The reply should consist of one number, the count of lines below in which the word "unset" appears.

######

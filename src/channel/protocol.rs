//! Protocol semantics: one command line in, at most one response line
//! out.
//!
//! Commands are processed by a single worker in arrival order. Until
//! the static options are complete the processor only accepts option
//! declarations; an invalid declaration is fatal and parks the channel
//! in the failed state. After configuration, gameplay commands are
//! validated per-command: an unrecognized or malformed line is logged
//! and rejected without terminating the channel.

use std::path::PathBuf;
use std::sync::Arc;

use parking_lot::Mutex;
use tracing::{debug, warn};

use crate::error::{Error, Result};
use crate::interface::{
    initialize_mouse, MouseInterface, StaticOptions, StaticOptionsBuilder,
};
use crate::view::SharedView;
use crate::world::{StepResult, World};

/// Channel lifecycle, polled by the launching thread while the worker
/// collects static options.
#[derive(Clone, Debug, PartialEq, Eq)]
pub enum ChannelStatus {
    AwaitingOptions,
    Configured,
    Failed(String),
}

pub type SharedStatus = Arc<Mutex<ChannelStatus>>;

/// Interprets protocol lines against the control interface.
pub struct CommandProcessor {
    world: World,
    view: SharedView,
    mice_dir: PathBuf,
    status: SharedStatus,
    builder: Option<StaticOptionsBuilder>,
    iface: Option<MouseInterface>,
}

impl CommandProcessor {
    pub fn new(
        world: World,
        view: SharedView,
        mice_dir: PathBuf,
        status: SharedStatus,
    ) -> CommandProcessor {
        CommandProcessor {
            world,
            view,
            mice_dir,
            status,
            builder: Some(StaticOptionsBuilder::new()),
            iface: None,
        }
    }

    /// Handle one framed line. `Some` is written back to the algorithm;
    /// `None` writes nothing.
    pub fn process(&mut self, line: &str) -> Option<String> {
        let line = line.trim();
        if line.is_empty() {
            return None;
        }
        // A failed channel is dead: the run is terminating, later lines
        // must not resurrect it
        if matches!(&*self.status.lock(), ChannelStatus::Failed(_)) {
            return None;
        }
        debug!(target: "protocol", %line, "command");
        if self.iface.is_none() {
            match self.process_option(line) {
                Ok(()) => {}
                Err(e) => {
                    // Invalid static options are fatal to the run
                    self.builder = None;
                    *self.status.lock() = ChannelStatus::Failed(e.to_string());
                }
            }
            return None;
        }
        match self.process_gameplay(line) {
            Ok(response) => response,
            Err(e) => {
                warn!(target: "protocol", %line, error = %e, "command rejected");
                None
            }
        }
    }

    fn process_option(&mut self, line: &str) -> Result<()> {
        let (verb, rest) = split_verb(line);
        let builder = self
            .builder
            .as_mut()
            .ok_or_else(|| Error::Protocol("options already finalized".to_string()))?;
        match verb {
            "mouseFile" => builder.mouse_file(rest)?,
            "interfaceType" => builder.interface_type(rest)?,
            "initialDirection" => builder.initial_direction(rest)?,
            "tileTextDimensions" => builder.text_dimensions(rest)?,
            "wheelSpeedFraction" => builder.wheel_speed_fraction(rest)?,
            other => {
                return Err(Error::Protocol(format!(
                    "\"{}\" before static options are complete",
                    other
                )))
            }
        }
        if builder.is_complete() {
            let options = self
                .builder
                .take()
                .map(StaticOptionsBuilder::finish)
                .transpose()?
                .ok_or_else(|| Error::Protocol("options already finalized".to_string()))?;
            self.configure(options)?;
        }
        Ok(())
    }

    fn configure(&mut self, options: StaticOptions) -> Result<()> {
        let iface = initialize_mouse(&self.world, &self.view, &options, &self.mice_dir)?;
        self.iface = Some(iface);
        *self.status.lock() = ChannelStatus::Configured;
        Ok(())
    }

    fn process_gameplay(&mut self, line: &str) -> Result<Option<String>> {
        let iface = self
            .iface
            .as_ref()
            .ok_or_else(|| Error::Protocol("not configured".to_string()))?;
        let (verb, rest) = split_verb(line);
        let args: Vec<&str> = rest.split_whitespace().collect();
        let response = match (verb, args.as_slice()) {
            ("mazeWidth", []) => Some(iface.maze_width().to_string()),
            ("mazeHeight", []) => Some(iface.maze_height().to_string()),
            ("wallFront", []) => Some(bool_word(iface.wall_front()?)),
            ("wallLeft", []) => Some(bool_word(iface.wall_left()?)),
            ("wallRight", []) => Some(bool_word(iface.wall_right()?)),
            ("moveForward", []) => Some(step_word(iface.move_forward()?)),
            ("turnTo", [dir]) => Some(step_word(iface.turn_to(dir.parse()?)?)),
            ("setTileColor", [x, y, color]) => {
                let color = one_char(color)?;
                iface.set_color(parse_coord(x)?, parse_coord(y)?, color)?;
                None
            }
            ("setTileText", [x, y, ..]) => {
                let text = args[2..].join(" ");
                iface.set_text(parse_coord(x)?, parse_coord(y)?, &text)?;
                None
            }
            ("setTileFog", [x, y, foggy]) => {
                iface.set_fog(parse_coord(x)?, parse_coord(y)?, parse_bool(foggy)?)?;
                None
            }
            ("declareWall", [x, y, dir, present]) => {
                iface.declare_wall(
                    parse_coord(x)?,
                    parse_coord(y)?,
                    dir.parse()?,
                    parse_bool(present)?,
                )?;
                None
            }
            ("undeclareWall", [x, y, dir]) => {
                iface.undeclare_wall(parse_coord(x)?, parse_coord(y)?, dir.parse()?)?;
                None
            }
            ("wallDeclared", [x, y, dir]) => Some(bool_word(iface.wall_declared(
                parse_coord(x)?,
                parse_coord(y)?,
                dir.parse()?,
            )?)),
            ("setWheelSpeed", [wheel, speed]) => {
                let speed: f64 = speed
                    .parse()
                    .map_err(|_| Error::Protocol(format!("bad wheel speed \"{}\"", speed)))?;
                iface.set_wheel_speed(wheel, speed)?;
                None
            }
            ("readSensor", [sensor]) => Some(format!("{:.6}", iface.read_sensor(sensor)?)),
            ("pose", []) => {
                let (x, y, heading) = iface.pose()?;
                Some(format!("{:.6} {:.6} {:.6}", x, y, heading))
            }
            ("collided", []) => Some(bool_word(iface.collided())),
            ("windowSize", [w, h]) => {
                let (w, h) = (parse_u32(w)?, parse_u32(h)?);
                iface.set_window_size(w, h)?;
                None
            }
            _ => {
                return Err(Error::Protocol(format!("unrecognized command \"{}\"", line)));
            }
        };
        Ok(response)
    }
}

fn split_verb(line: &str) -> (&str, &str) {
    match line.split_once(char::is_whitespace) {
        Some((verb, rest)) => (verb, rest.trim_start()),
        None => (line, ""),
    }
}

fn bool_word(value: bool) -> String {
    if value { "true" } else { "false" }.to_string()
}

fn step_word(result: StepResult) -> String {
    match result {
        StepResult::Completed => "ack".to_string(),
        StepResult::Crashed => "crash".to_string(),
    }
}

fn parse_coord(token: &str) -> Result<i64> {
    token
        .parse()
        .map_err(|_| Error::Protocol(format!("bad coordinate \"{}\"", token)))
}

fn parse_u32(token: &str) -> Result<u32> {
    token
        .parse()
        .map_err(|_| Error::Protocol(format!("bad dimension \"{}\"", token)))
}

fn parse_bool(token: &str) -> Result<bool> {
    match token {
        "true" => Ok(true),
        "false" => Ok(false),
        other => Err(Error::Protocol(format!("bad boolean \"{}\"", other))),
    }
}

fn one_char(token: &str) -> Result<char> {
    let mut chars = token.chars();
    match (chars.next(), chars.next()) {
        (Some(c), None) => Ok(c),
        _ => Err(Error::Protocol(format!("bad color \"{}\"", token))),
    }
}

#[cfg(test)]
mod tests {
    use super::*;
    use crate::config::SimConfig;
    use crate::maze::Maze;
    use crate::mouse::Mouse;
    use crate::view::shared_view;

    fn processor_with_mouse_dir(dir: &std::path::Path) -> CommandProcessor {
        let maze = Maze::open(16, 16);
        let view = shared_view(&maze);
        let world = World::new(maze, Mouse::placeholder(), &SimConfig::default());
        let status = Arc::new(Mutex::new(ChannelStatus::AwaitingOptions));
        CommandProcessor::new(world, view, dir.to_path_buf(), status)
    }

    fn mouse_dir() -> tempfile::TempDir {
        let dir = tempfile::tempdir().unwrap();
        std::fs::write(
            dir.path().join("default.toml"),
            "[body]\nwidth = 0.06\nlength = 0.08\n",
        )
        .unwrap();
        dir
    }

    fn declare_discrete(processor: &mut CommandProcessor) {
        for line in [
            "mouseFile default",
            "interfaceType DISCRETE",
            "initialDirection OPENING",
            "tileTextDimensions 4 2",
            "wheelSpeedFraction 1.0",
        ] {
            assert_eq!(processor.process(line), None);
        }
    }

    #[test]
    fn options_then_queries() {
        let dir = mouse_dir();
        let mut processor = processor_with_mouse_dir(dir.path());
        declare_discrete(&mut processor);
        assert_eq!(*processor.status.lock(), ChannelStatus::Configured);
        assert_eq!(processor.process("mazeWidth"), Some("16".to_string()));
        assert_eq!(processor.process("mazeHeight"), Some("16".to_string()));
        // Opening policy at an all-open start cell resolves north; the
        // west edge is the boundary
        assert_eq!(processor.process("wallLeft"), Some("true".to_string()));
        assert_eq!(processor.process("wallFront"), Some("false".to_string()));
    }

    #[test]
    fn gameplay_before_options_is_fatal() {
        let dir = mouse_dir();
        let mut processor = processor_with_mouse_dir(dir.path());
        assert_eq!(processor.process("mazeWidth"), None);
        assert!(matches!(
            &*processor.status.lock(),
            ChannelStatus::Failed(_)
        ));
    }

    #[test]
    fn invalid_interface_type_is_fatal_before_mouse_load() {
        // Points at a missing directory: failure must come from the
        // option itself, not from mouse loading
        let mut processor =
            processor_with_mouse_dir(std::path::Path::new("/nonexistent"));
        assert_eq!(processor.process("interfaceType SIDEWAYS"), None);
        let status = processor.status.lock().clone();
        match status {
            ChannelStatus::Failed(msg) => assert!(msg.contains("SIDEWAYS")),
            other => panic!("expected failure, got {:?}", other),
        }
    }

    #[test]
    fn fatal_option_error_is_not_overwritten() {
        let dir = mouse_dir();
        let mut processor = processor_with_mouse_dir(dir.path());
        assert_eq!(processor.process("interfaceType SIDEWAYS"), None);
        // A complete set of valid declarations afterward must not
        // configure the channel
        for line in [
            "mouseFile default",
            "interfaceType DISCRETE",
            "initialDirection OPENING",
            "tileTextDimensions 4 2",
            "wheelSpeedFraction 1.0",
        ] {
            assert_eq!(processor.process(line), None);
        }
        assert!(matches!(
            &*processor.status.lock(),
            ChannelStatus::Failed(_)
        ));
        // And gameplay stays dead
        assert_eq!(processor.process("mazeWidth"), None);
        assert!(matches!(
            &*processor.status.lock(),
            ChannelStatus::Failed(_)
        ));
    }

    #[test]
    fn duplicate_option_is_fatal() {
        let dir = mouse_dir();
        let mut processor = processor_with_mouse_dir(dir.path());
        processor.process("interfaceType DISCRETE");
        processor.process("interfaceType DISCRETE");
        assert!(matches!(
            &*processor.status.lock(),
            ChannelStatus::Failed(_)
        ));
    }

    #[test]
    fn unknown_command_rejected_without_failing_channel() {
        let dir = mouse_dir();
        let mut processor = processor_with_mouse_dir(dir.path());
        declare_discrete(&mut processor);
        assert_eq!(processor.process("teleport 3 3"), None);
        assert_eq!(*processor.status.lock(), ChannelStatus::Configured);
        // Channel still serves valid commands
        assert_eq!(processor.process("collided"), Some("false".to_string()));
    }

    #[test]
    fn renderer_commands_yield_no_response() {
        let dir = mouse_dir();
        let mut processor = processor_with_mouse_dir(dir.path());
        declare_discrete(&mut processor);
        assert_eq!(processor.process("setTileColor 2 3 g"), None);
        assert_eq!(processor.process("setTileText 2 3 a* 12"), None);
        assert_eq!(processor.process("declareWall 2 3 NORTH true"), None);
        assert_eq!(
            processor.process("wallDeclared 2 3 NORTH"),
            Some("true".to_string())
        );
        // Shared-edge declaration is visible from the neighbor
        assert_eq!(
            processor.process("wallDeclared 2 4 SOUTH"),
            Some("true".to_string())
        );
    }

    #[test]
    fn continuous_commands_rejected_in_discrete_mode() {
        let dir = mouse_dir();
        let mut processor = processor_with_mouse_dir(dir.path());
        declare_discrete(&mut processor);
        assert_eq!(processor.process("pose"), None);
        assert_eq!(*processor.status.lock(), ChannelStatus::Configured);
    }
}
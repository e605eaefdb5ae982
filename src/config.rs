//! TOML configuration with serde defaults for every field, so a partial
//! file (or none at all) yields a runnable simulator.

use std::path::{Path, PathBuf};

use serde::Deserialize;
use tracing::info;

use crate::error::Result;

/// Top-level simulator configuration.
#[derive(Clone, Debug, Default, Deserialize)]
#[serde(default)]
pub struct SimConfig {
    pub simulation: SimulationConfig,
    pub discrete: DiscreteConfig,
    pub algorithm: AlgorithmConfig,
    pub solver: SolverConfig,
}

/// Tick loop and maze selection.
#[derive(Clone, Debug, Deserialize)]
#[serde(default)]
pub struct SimulationConfig {
    /// Maze file to load; an open 16x16 maze when unset.
    pub maze_file: Option<PathBuf>,
    /// Real-time speed multiplier.
    pub sim_speed: f64,
    /// Nominal tick budget, milliseconds.
    pub tick_ms: u64,
    /// Start with elapsed-time accumulation frozen.
    pub start_paused: bool,
}

impl Default for SimulationConfig {
    fn default() -> Self {
        Self {
            maze_file: None,
            sim_speed: default_sim_speed(),
            tick_ms: default_tick_ms(),
            start_paused: false,
        }
    }
}

/// Motion rates used to animate discrete steps.
#[derive(Clone, Debug, Deserialize)]
#[serde(default)]
pub struct DiscreteConfig {
    /// Forward speed, m/s.
    pub speed: f64,
    /// In-place turn rate, rad/s.
    pub turn_speed: f64,
}

impl Default for DiscreteConfig {
    fn default() -> Self {
        Self {
            speed: default_discrete_speed(),
            turn_speed: default_turn_speed(),
        }
    }
}

/// Which algorithm runs against the simulator.
#[derive(Clone, Debug, Deserialize)]
#[serde(default)]
pub struct AlgorithmConfig {
    /// Named external algorithm under `algorithms_dir`; the built-in
    /// incremental solver when unset.
    pub name: Option<String>,
    /// Directory of external algorithm sources.
    pub algorithms_dir: PathBuf,
    /// Directory of mouse definition files.
    pub mice_dir: PathBuf,
}

impl Default for AlgorithmConfig {
    fn default() -> Self {
        Self {
            name: None,
            algorithms_dir: PathBuf::from("algorithms"),
            mice_dir: PathBuf::from("mice"),
        }
    }
}

/// Edge weights for the built-in solver's cost model.
#[derive(Clone, Debug, Deserialize)]
#[serde(default)]
pub struct SolverConfig {
    /// Base cost of traversing one cell.
    pub cell_cost: f64,
    /// Added cost when the move changes heading.
    pub turn_penalty: f64,
    /// Per-cell discount for sustained straight runs.
    pub straight_discount: f64,
}

impl Default for SolverConfig {
    fn default() -> Self {
        Self {
            cell_cost: default_cell_cost(),
            turn_penalty: default_turn_penalty(),
            straight_discount: default_straight_discount(),
        }
    }
}

fn default_sim_speed() -> f64 {
    1.0
}

fn default_tick_ms() -> u64 {
    5
}

fn default_discrete_speed() -> f64 {
    0.3
}

fn default_turn_speed() -> f64 {
    6.0
}

fn default_cell_cost() -> f64 {
    1.0
}

fn default_turn_penalty() -> f64 {
    0.4
}

fn default_straight_discount() -> f64 {
    0.02
}

impl SimConfig {
    /// Load configuration from a TOML file.
    pub fn load(path: &Path) -> Result<SimConfig> {
        let content = std::fs::read_to_string(path)?;
        let config: SimConfig = toml::from_str(&content)?;
        info!(path = %path.display(), "configuration loaded");
        Ok(config)
    }
}

#[cfg(test)]
mod tests {
    use super::*;

    #[test]
    fn empty_file_yields_defaults() {
        let config: SimConfig = toml::from_str("").unwrap();
        assert_eq!(config.simulation.tick_ms, 5);
        assert!((config.simulation.sim_speed - 1.0).abs() < 1e-12);
        assert!(!config.simulation.start_paused);
        assert!(config.algorithm.name.is_none());
        assert!((config.discrete.speed - 0.3).abs() < 1e-12);
    }

    #[test]
    fn partial_section_keeps_other_defaults() {
        let config: SimConfig = toml::from_str(
            r#"
            [simulation]
            sim_speed = 8.0

            [algorithm]
            name = "flood"
        "#,
        )
        .unwrap();
        assert!((config.simulation.sim_speed - 8.0).abs() < 1e-12);
        assert_eq!(config.simulation.tick_ms, 5);
        assert_eq!(config.algorithm.name.as_deref(), Some("flood"));
        assert_eq!(config.algorithm.mice_dir, PathBuf::from("mice"));
    }

    #[test]
    fn solver_costs_override() {
        let config: SimConfig = toml::from_str(
            r#"
            [solver]
            turn_penalty = 1.5
        "#,
        )
        .unwrap();
        assert!((config.solver.turn_penalty - 1.5).abs() < 1e-12);
        assert!((config.solver.cell_cost - 1.0).abs() < 1e-12);
    }
}
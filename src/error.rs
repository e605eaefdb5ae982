//! Error types for Mooshak

/// Result type alias
pub type Result<T> = std::result::Result<T, Error>;

/// Mooshak error types
#[derive(Debug, thiserror::Error)]
pub enum Error {
    /// I/O error
    #[error("I/O error: {0}")]
    Io(#[from] std::io::Error),

    /// Configuration error (bad config file, invalid static option,
    /// unknown algorithm name, incompatible mouse definition)
    #[error("Configuration error: {0}")]
    Config(String),

    /// Maze definition error (parse failure, inconsistent shared edge,
    /// missing boundary wall)
    #[error("Maze error: {0}")]
    Maze(String),

    /// Mouse definition error
    #[error("Mouse error: {0}")]
    Mouse(String),

    /// Control interface misuse (wrong mode, unknown wheel/sensor name)
    #[error("Interface error: {0}")]
    Interface(String),

    /// Malformed or unrecognized protocol command
    #[error("Protocol error: {0}")]
    Protocol(String),

    /// External algorithm failed to build; captured compiler output follows
    #[error("Algorithm build failed:\n{0}")]
    Build(String),

    /// A discrete step was submitted while another was outstanding
    #[error("Step rejected: another step is already pending")]
    StepPending,

    /// Cell coordinates outside the maze
    #[error("Out of bounds: ({x}, {y}) not within {width}x{height} maze")]
    OutOfBounds {
        /// Requested x coordinate
        x: i64,
        /// Requested y coordinate
        y: i64,
        /// Maze width in cells
        width: usize,
        /// Maze height in cells
        height: usize,
    },
}

impl From<toml::de::Error> for Error {
    fn from(e: toml::de::Error) -> Self {
        Error::Config(e.to_string())
    }
}
// Right-wall follower speaking the Mooshak protocol: commands go out
// on stderr, responses come back on stdin, stdout is free-form log.

use std::io::{self, BufRead};

const DIRS: [&str; 4] = ["NORTH", "EAST", "SOUTH", "WEST"];

fn declare(line: &str) {
    eprintln!("{}", line);
}

fn command(line: &str) -> String {
    eprintln!("{}", line);
    let mut response = String::new();
    io::stdin().lock().read_line(&mut response).unwrap();
    response.trim().to_string()
}

fn main() {
    declare("mouseFile default");
    declare("interfaceType DISCRETE");
    declare("initialDirection NORTH");
    declare("tileTextDimensions 4 2");
    declare("wheelSpeedFraction 1.0");

    let mut dir = 0usize; // index into DIRS, matches initialDirection
    for step in 0..200 {
        if command("wallRight") == "false" {
            dir = (dir + 1) % 4;
            command(&format!("turnTo {}", DIRS[dir]));
        } else if command("wallFront") == "true" {
            dir = (dir + 3) % 4;
            command(&format!("turnTo {}", DIRS[dir]));
            continue;
        }
        if command("moveForward") == "crash" {
            println!("crashed at step {}", step);
            break;
        }
    }
    println!("done");
}
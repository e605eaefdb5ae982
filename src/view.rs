//! Renderer-facing maze state: declared walls, fog, color, and text.
//!
//! This state is what a visualization layer reads to draw the maze. It is
//! owned separately from the physics engine because it never affects the
//! physical simulation; the control interface writes it directly without
//! taking the world lock.

use std::sync::{Arc, RwLock};

use crate::error::Result;
use crate::maze::{Direction, Maze};

/// Default tile color code (renderer palette key).
pub const DEFAULT_COLOR: char = 'k';

/// Per-tile display state.
#[derive(Clone, Debug)]
pub struct TileDecor {
    /// Declared wall knowledge per direction. `None` means undeclared
    /// (renders as unexplored), distinct from declared-absent.
    pub declared_walls: [Option<bool>; 4],
    /// Fog of war flag; tiles start foggy.
    pub foggy: bool,
    /// Display color code.
    pub color: char,
    /// Display text.
    pub text: String,
}

impl Default for TileDecor {
    fn default() -> Self {
        Self {
            declared_walls: [None; 4],
            foggy: true,
            color: DEFAULT_COLOR,
            text: String::new(),
        }
    }
}

/// Mutable display state for the whole maze, plus the renderer
/// notification surface.
pub struct MazeView {
    width: usize,
    height: usize,
    decor: Vec<TileDecor>,
    /// Last window size passed through from the windowing layer,
    /// stored without interpretation.
    window_size: Option<(u32, u32)>,
}

impl MazeView {
    /// Create the view for a maze of the given dimensions, fully fogged.
    pub fn new(width: usize, height: usize) -> Self {
        Self {
            width,
            height,
            decor: vec![TileDecor::default(); width * height],
            window_size: None,
        }
    }

    /// View width in cells.
    pub fn width(&self) -> usize {
        self.width
    }

    /// View height in cells.
    pub fn height(&self) -> usize {
        self.height
    }

    #[inline]
    fn index(&self, x: usize, y: usize) -> usize {
        y * self.width + x
    }

    /// Read-only decor for one tile.
    pub fn tile(&self, x: usize, y: usize) -> &TileDecor {
        &self.decor[self.index(x, y)]
    }

    /// Set a tile's display color.
    pub fn set_color(&mut self, x: usize, y: usize, color: char) {
        let i = self.index(x, y);
        self.decor[i].color = color;
    }

    /// Set a tile's display text.
    pub fn set_text(&mut self, x: usize, y: usize, text: String) {
        let i = self.index(x, y);
        self.decor[i].text = text;
    }

    /// Set or clear a tile's fog.
    pub fn set_fog(&mut self, x: usize, y: usize, foggy: bool) {
        let i = self.index(x, y);
        self.decor[i].foggy = foggy;
    }

    /// Declare wall presence on a tile edge. Declaring an edge is
    /// equivalent to declaring the corresponding edge of the neighbor, so
    /// the shared edge is mirrored when the neighbor exists.
    pub fn declare_wall(&mut self, x: usize, y: usize, dir: Direction, is_wall: bool) {
        let i = self.index(x, y);
        self.decor[i].declared_walls[dir.index()] = Some(is_wall);
        if let Some((nx, ny)) = self.neighbor(x, y, dir) {
            let j = self.index(nx, ny);
            self.decor[j].declared_walls[dir.opposite().index()] = Some(is_wall);
        }
    }

    /// Return an edge (and its mirror) to the undeclared state.
    pub fn undeclare_wall(&mut self, x: usize, y: usize, dir: Direction) {
        let i = self.index(x, y);
        self.decor[i].declared_walls[dir.index()] = None;
        if let Some((nx, ny)) = self.neighbor(x, y, dir) {
            let j = self.index(nx, ny);
            self.decor[j].declared_walls[dir.opposite().index()] = None;
        }
    }

    /// Whether an edge has been declared (either present or absent).
    pub fn wall_declared(&self, x: usize, y: usize, dir: Direction) -> bool {
        self.decor[self.index(x, y)].declared_walls[dir.index()].is_some()
    }

    fn neighbor(&self, x: usize, y: usize, dir: Direction) -> Option<(usize, usize)> {
        let (dx, dy) = dir.offset();
        let nx = x as i64 + dx;
        let ny = y as i64 + dy;
        if nx >= 0 && ny >= 0 && (nx as usize) < self.width && (ny as usize) < self.height {
            Some((nx as usize, ny as usize))
        } else {
            None
        }
    }

    /// Window-resize passthrough from the windowing layer.
    pub fn set_window_size(&mut self, width: u32, height: u32) {
        self.window_size = Some((width, height));
    }

    /// Last window size seen, if any.
    pub fn window_size(&self) -> Option<(u32, u32)> {
        self.window_size
    }
}

/// Thread-safe shared view handle.
pub type SharedView = Arc<RwLock<MazeView>>;

/// Create a shared view sized for a maze.
pub fn shared_view(maze: &Maze) -> SharedView {
    Arc::new(RwLock::new(MazeView::new(maze.width(), maze.height())))
}

/// Helper for callers holding a [`SharedView`]: run a closure under the
/// write lock, mapping poisoning into an interface error.
pub fn with_view_mut<R>(view: &SharedView, f: impl FnOnce(&mut MazeView) -> R) -> Result<R> {
    let mut guard = view
        .write()
        .map_err(|e| crate::error::Error::Interface(format!("view lock poisoned: {}", e)))?;
    Ok(f(&mut guard))
}

/// Run a closure under the read lock.
pub fn with_view<R>(view: &SharedView, f: impl FnOnce(&MazeView) -> R) -> Result<R> {
    let guard = view
        .read()
        .map_err(|e| crate::error::Error::Interface(format!("view lock poisoned: {}", e)))?;
    Ok(f(&guard))
}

######

▶ _Solved problem_
2